→ **Exercise directions**
Return each line of the records below in which the string "const" turns up.

→ **Saved data entries**
----------------

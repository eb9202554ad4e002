use crate::palette::{Palette, PaletteColor};

#[derive(Clone, Copy, Debug, PartialEq)]
pub struct ScoreSummary {
    pub total: usize,
    pub correct: usize,
    pub accuracy: f64,
}

impl ScoreSummary {
    pub fn from_answers(answers: &[bool]) -> Self {
        let total = answers.len();
        let correct = answers.iter().filter(|answer| **answer).count();
        let accuracy = if total == 0 {
            0.0
        } else {
            correct as f64 / total as f64 * 100.0
        };
        Self {
            total,
            correct,
            accuracy,
        }
    }

    pub fn incorrect(&self) -> usize {
        self.total - self.correct
    }

    pub fn grade(&self) -> &'static GradeBand {
        grade_for(self.accuracy)
    }
}

#[derive(Debug, PartialEq)]
pub struct GradeBand {
    /// Lowest accuracy (inclusive) that earns this band.
    pub min_accuracy: f64,
    pub grade: &'static str,
    pub message: &'static str,
    pub color: PaletteColor,
}

const fn band(
    min_accuracy: f64,
    grade: &'static str,
    message: &'static str,
    color: PaletteColor,
) -> GradeBand {
    GradeBand {
        min_accuracy,
        grade,
        message,
        color,
    }
}

/// Ordered from the highest threshold down; the last band catches everything.
pub const GRADE_BANDS: [GradeBand; 14] = [
    band(98.0, "10", "Legendary!", Palette::HIGHLIGHT),
    band(95.0, "9 ½", "Excellent", Palette::HIGHLIGHT),
    band(90.0, "9", "Outstanding", Palette::ACCENT),
    band(85.0, "8 ½", "Very good", Palette::INFO),
    band(80.0, "8", "Good", Palette::INFO),
    band(75.0, "7 ½", "Fair", Palette::SUCCESS),
    band(70.0, "7", "More than sufficient", Palette::SUCCESS),
    band(65.0, "6 ½", "Sufficient +", Palette::SUCCESS),
    band(60.0, "6", "Sufficient", Palette::WARNING),
    band(55.0, "5 ½", "Almost sufficient", Palette::WARNING),
    band(45.0, "5", "Insufficient", Palette::WARNING),
    band(35.0, "4 ½", "Seriously insufficient", Palette::DANGER),
    band(25.0, "4", "Seriously insufficient", Palette::DANGER),
    band(0.0, "2", "Disastrous", Palette::DANGER),
];

pub fn grade_for(accuracy: f64) -> &'static GradeBand {
    GRADE_BANDS
        .iter()
        .find(|band| accuracy >= band.min_accuracy)
        .unwrap_or(&GRADE_BANDS[GRADE_BANDS.len() - 1])
}

#[cfg(test)]
mod tests {
    use super::*;
    use proptest::prelude::*;

    #[test]
    fn summary_of_two_answers() {
        let summary = ScoreSummary::from_answers(&[true, false]);
        assert_eq!(summary.total, 2);
        assert_eq!(summary.correct, 1);
        assert_eq!(summary.incorrect(), 1);
        assert_eq!(summary.accuracy, 50.0);
        assert_eq!(summary.grade().grade, "5");
    }

    #[test]
    fn empty_answers_have_zero_accuracy() {
        let summary = ScoreSummary::from_answers(&[]);
        assert_eq!(summary.accuracy, 0.0);
        assert_eq!(summary.grade().grade, "2");
    }

    #[test]
    fn thresholds_are_inclusive() {
        assert_eq!(grade_for(100.0).grade, "10");
        assert_eq!(grade_for(98.0).grade, "10");
        assert_eq!(grade_for(97.99).grade, "9 ½");
        assert_eq!(grade_for(90.0).grade, "9");
        assert_eq!(grade_for(60.0).grade, "6");
        assert_eq!(grade_for(54.9).grade, "5");
        assert_eq!(grade_for(25.0).grade, "4");
        assert_eq!(grade_for(24.9).grade, "2");
        assert_eq!(grade_for(0.0).grade, "2");
    }

    #[test]
    fn out_of_range_accuracy_lands_on_edge_bands() {
        assert_eq!(grade_for(150.0).grade, "10");
        assert_eq!(grade_for(-3.0).grade, "2");
        assert_eq!(grade_for(f64::NAN).grade, "2");
    }

    #[test]
    fn thresholds_strictly_decrease() {
        for pair in GRADE_BANDS.windows(2) {
            assert!(pair[0].min_accuracy > pair[1].min_accuracy);
        }
        assert_eq!(GRADE_BANDS[GRADE_BANDS.len() - 1].min_accuracy, 0.0);
    }

    proptest! {
        #[test]
        fn exactly_one_band_owns_each_accuracy(accuracy in 0.0f64..=100.0) {
            let owners = GRADE_BANDS
                .iter()
                .enumerate()
                .filter(|(idx, band)| {
                    let upper = idx
                        .checked_sub(1)
                        .map(|prev| GRADE_BANDS[prev].min_accuracy)
                        .unwrap_or(f64::INFINITY);
                    accuracy >= band.min_accuracy && accuracy < upper
                })
                .count();
            prop_assert_eq!(owners, 1);
        }

        #[test]
        fn grade_is_monotonic(a in 0.0f64..=100.0, b in 0.0f64..=100.0) {
            let (low, high) = if a <= b { (a, b) } else { (b, a) };
            prop_assert!(grade_for(low).min_accuracy <= grade_for(high).min_accuracy);
        }
    }
}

----------------

→ **Result of the exercise**
const fn band(
pub const GRADE_BANDS: [GradeBand; 14] = [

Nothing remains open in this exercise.